Start of Data shown

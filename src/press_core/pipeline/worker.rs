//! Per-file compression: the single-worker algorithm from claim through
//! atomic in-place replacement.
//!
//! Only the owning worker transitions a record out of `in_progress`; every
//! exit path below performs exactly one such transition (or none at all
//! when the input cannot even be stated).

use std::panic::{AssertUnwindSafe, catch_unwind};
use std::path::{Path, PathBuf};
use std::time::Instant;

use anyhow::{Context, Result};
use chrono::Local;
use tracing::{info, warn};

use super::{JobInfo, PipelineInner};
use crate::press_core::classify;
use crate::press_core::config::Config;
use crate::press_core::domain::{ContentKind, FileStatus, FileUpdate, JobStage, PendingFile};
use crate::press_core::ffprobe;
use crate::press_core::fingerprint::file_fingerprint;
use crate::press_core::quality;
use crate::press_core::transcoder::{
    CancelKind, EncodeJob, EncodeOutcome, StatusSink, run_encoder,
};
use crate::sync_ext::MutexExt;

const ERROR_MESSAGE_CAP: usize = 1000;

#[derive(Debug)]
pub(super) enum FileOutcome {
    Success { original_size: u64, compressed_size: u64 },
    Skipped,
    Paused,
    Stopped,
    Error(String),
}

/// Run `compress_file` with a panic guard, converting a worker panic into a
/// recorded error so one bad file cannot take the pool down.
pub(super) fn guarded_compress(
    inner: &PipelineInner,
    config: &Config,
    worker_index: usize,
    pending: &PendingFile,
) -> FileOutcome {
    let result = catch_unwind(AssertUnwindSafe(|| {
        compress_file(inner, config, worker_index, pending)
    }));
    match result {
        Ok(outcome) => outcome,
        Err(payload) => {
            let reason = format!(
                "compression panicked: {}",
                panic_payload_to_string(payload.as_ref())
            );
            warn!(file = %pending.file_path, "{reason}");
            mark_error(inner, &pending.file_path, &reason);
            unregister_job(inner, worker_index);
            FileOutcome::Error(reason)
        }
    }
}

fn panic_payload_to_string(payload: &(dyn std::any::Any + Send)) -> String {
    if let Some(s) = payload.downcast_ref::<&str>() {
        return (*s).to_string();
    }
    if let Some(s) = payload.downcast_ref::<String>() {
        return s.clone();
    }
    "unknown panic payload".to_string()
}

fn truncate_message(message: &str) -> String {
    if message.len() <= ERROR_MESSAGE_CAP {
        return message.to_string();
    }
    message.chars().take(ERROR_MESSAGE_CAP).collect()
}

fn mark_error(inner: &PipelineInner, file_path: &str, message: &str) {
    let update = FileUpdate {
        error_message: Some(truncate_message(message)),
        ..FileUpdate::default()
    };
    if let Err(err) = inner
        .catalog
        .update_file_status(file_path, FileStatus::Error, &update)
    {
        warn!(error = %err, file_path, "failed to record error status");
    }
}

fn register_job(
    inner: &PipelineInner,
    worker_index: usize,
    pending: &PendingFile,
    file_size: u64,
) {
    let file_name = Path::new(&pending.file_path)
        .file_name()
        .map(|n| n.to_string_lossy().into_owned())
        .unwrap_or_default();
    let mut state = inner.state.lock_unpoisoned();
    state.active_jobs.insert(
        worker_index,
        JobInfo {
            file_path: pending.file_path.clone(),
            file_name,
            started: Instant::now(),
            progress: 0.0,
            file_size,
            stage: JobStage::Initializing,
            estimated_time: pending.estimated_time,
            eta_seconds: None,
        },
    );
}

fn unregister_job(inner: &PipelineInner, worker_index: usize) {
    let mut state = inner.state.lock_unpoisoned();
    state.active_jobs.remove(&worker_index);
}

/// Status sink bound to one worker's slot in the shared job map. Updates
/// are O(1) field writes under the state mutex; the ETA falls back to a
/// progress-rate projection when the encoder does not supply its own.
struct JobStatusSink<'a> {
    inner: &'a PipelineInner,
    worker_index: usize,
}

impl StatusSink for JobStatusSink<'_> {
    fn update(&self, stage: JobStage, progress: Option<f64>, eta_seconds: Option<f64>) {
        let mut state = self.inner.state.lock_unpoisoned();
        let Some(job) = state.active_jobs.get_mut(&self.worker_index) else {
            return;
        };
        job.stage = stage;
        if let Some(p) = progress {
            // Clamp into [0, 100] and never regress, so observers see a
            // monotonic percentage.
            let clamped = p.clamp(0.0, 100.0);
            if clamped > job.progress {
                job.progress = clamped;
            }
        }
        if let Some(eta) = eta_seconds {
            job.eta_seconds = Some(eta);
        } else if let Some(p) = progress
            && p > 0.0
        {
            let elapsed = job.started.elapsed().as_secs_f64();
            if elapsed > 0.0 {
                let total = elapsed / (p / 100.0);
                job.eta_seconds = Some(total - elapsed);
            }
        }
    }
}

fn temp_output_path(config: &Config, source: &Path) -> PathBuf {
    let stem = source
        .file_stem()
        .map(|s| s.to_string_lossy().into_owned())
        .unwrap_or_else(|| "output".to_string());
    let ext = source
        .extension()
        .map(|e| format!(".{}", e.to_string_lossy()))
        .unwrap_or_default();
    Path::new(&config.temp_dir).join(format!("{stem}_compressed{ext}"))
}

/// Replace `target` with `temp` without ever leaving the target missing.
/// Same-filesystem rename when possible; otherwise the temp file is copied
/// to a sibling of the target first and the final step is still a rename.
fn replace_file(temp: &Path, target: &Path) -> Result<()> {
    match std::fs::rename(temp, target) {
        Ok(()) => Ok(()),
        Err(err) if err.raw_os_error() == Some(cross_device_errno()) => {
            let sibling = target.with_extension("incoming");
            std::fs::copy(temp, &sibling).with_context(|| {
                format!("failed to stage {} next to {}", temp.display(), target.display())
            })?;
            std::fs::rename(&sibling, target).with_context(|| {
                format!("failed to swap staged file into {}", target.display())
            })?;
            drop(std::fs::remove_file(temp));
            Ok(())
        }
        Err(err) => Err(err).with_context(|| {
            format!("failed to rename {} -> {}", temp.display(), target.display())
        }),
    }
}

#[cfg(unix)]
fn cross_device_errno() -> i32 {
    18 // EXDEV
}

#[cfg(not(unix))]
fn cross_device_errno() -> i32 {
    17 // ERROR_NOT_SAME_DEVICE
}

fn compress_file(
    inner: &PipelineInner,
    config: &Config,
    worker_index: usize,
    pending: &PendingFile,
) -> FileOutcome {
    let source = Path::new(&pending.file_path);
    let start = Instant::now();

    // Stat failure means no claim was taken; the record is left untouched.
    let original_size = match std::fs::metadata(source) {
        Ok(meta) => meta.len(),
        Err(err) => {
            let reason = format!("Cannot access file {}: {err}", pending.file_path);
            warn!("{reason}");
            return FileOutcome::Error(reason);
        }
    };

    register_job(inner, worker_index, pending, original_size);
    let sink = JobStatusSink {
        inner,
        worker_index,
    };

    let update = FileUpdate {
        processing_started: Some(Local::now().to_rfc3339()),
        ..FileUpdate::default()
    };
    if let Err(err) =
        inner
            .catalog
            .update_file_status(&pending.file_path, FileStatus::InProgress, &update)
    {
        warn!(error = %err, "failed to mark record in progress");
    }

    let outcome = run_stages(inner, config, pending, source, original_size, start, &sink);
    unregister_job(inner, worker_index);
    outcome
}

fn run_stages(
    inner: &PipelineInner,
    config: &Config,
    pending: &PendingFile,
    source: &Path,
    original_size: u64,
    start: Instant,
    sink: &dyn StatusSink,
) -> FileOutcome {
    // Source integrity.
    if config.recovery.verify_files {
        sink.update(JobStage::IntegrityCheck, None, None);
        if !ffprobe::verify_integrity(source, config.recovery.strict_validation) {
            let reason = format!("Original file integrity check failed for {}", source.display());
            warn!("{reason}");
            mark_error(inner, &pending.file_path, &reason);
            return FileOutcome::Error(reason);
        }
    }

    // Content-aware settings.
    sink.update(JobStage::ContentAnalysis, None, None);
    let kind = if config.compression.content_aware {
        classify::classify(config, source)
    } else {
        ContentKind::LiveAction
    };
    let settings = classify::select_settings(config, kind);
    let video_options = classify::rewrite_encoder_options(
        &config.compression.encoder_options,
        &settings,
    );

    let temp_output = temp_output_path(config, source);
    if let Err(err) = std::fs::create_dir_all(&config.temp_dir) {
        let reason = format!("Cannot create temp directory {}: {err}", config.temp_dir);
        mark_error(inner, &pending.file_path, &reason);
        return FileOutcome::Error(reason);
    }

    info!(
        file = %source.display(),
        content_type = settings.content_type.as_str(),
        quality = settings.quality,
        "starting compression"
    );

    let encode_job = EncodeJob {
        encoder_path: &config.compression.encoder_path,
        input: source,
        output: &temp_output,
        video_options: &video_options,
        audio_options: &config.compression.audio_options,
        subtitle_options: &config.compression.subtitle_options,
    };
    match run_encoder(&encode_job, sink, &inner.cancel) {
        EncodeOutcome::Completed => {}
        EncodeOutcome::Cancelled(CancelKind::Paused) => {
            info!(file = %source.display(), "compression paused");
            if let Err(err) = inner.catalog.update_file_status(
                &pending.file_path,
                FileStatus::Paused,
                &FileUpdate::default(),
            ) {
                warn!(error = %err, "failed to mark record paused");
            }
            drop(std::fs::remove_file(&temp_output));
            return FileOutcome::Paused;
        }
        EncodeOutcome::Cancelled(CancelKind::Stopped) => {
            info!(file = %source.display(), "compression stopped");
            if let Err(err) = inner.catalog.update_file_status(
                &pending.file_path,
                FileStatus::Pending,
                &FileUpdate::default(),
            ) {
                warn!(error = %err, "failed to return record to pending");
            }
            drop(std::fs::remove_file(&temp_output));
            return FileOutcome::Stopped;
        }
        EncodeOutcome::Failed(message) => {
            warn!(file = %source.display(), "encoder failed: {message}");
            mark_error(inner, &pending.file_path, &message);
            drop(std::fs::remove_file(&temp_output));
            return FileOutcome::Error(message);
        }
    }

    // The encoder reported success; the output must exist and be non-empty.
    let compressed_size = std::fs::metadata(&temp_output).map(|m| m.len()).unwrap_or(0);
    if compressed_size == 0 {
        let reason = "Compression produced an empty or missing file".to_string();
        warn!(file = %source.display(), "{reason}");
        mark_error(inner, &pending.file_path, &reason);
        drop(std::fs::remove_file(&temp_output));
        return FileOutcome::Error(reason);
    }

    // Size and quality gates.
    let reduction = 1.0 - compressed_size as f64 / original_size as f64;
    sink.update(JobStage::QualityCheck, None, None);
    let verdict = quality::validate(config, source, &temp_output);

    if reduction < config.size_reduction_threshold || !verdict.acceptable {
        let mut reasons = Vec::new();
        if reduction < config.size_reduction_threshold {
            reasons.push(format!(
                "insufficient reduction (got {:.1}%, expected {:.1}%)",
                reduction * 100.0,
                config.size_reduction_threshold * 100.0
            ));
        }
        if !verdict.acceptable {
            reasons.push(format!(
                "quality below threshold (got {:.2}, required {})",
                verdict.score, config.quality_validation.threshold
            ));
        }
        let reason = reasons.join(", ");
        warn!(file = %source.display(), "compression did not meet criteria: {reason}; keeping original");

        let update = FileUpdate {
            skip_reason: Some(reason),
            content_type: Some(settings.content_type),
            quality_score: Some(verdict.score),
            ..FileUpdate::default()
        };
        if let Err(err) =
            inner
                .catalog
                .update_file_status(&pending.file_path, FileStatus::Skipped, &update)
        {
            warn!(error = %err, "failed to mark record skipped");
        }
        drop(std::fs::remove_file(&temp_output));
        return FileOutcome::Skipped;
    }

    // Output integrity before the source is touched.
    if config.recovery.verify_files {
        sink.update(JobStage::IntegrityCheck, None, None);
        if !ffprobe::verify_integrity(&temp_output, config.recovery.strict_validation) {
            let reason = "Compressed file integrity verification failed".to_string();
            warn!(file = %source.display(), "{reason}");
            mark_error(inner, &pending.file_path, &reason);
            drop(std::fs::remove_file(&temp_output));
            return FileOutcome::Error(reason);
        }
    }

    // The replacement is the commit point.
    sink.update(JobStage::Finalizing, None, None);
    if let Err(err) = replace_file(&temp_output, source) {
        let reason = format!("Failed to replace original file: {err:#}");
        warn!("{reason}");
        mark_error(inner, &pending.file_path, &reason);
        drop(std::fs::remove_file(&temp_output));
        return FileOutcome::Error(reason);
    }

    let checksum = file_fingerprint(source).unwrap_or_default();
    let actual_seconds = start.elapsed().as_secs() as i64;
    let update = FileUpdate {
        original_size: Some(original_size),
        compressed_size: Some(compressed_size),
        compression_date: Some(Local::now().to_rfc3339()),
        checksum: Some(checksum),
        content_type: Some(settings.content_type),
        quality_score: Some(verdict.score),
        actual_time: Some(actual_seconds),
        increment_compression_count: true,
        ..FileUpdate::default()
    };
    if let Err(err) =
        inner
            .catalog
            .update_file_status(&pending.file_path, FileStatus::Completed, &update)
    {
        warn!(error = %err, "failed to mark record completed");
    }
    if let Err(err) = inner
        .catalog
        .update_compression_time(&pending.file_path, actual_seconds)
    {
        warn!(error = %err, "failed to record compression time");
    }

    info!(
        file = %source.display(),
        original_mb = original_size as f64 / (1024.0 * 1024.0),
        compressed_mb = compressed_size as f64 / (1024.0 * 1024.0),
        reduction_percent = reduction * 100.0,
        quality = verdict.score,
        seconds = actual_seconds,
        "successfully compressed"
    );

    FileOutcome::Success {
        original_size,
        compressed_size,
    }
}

End of Data shown

### Required work
In the records above, find the lines holding "JobStage". Copy each one.

### Task solution
use crate::press_core::domain::{ContentKind, FileStatus, FileUpdate, JobStage, PendingFile};
            stage: JobStage::Initializing,
    fn update(&self, stage: JobStage, progress: Option<f64>, eta_seconds: Option<f64>) {
        sink.update(JobStage::IntegrityCheck, None, None);
    sink.update(JobStage::ContentAnalysis, None, None);
    sink.update(JobStage::QualityCheck, None, None);
        sink.update(JobStage::IntegrityCheck, None, None);
    sink.update(JobStage::Finalizing, None, None);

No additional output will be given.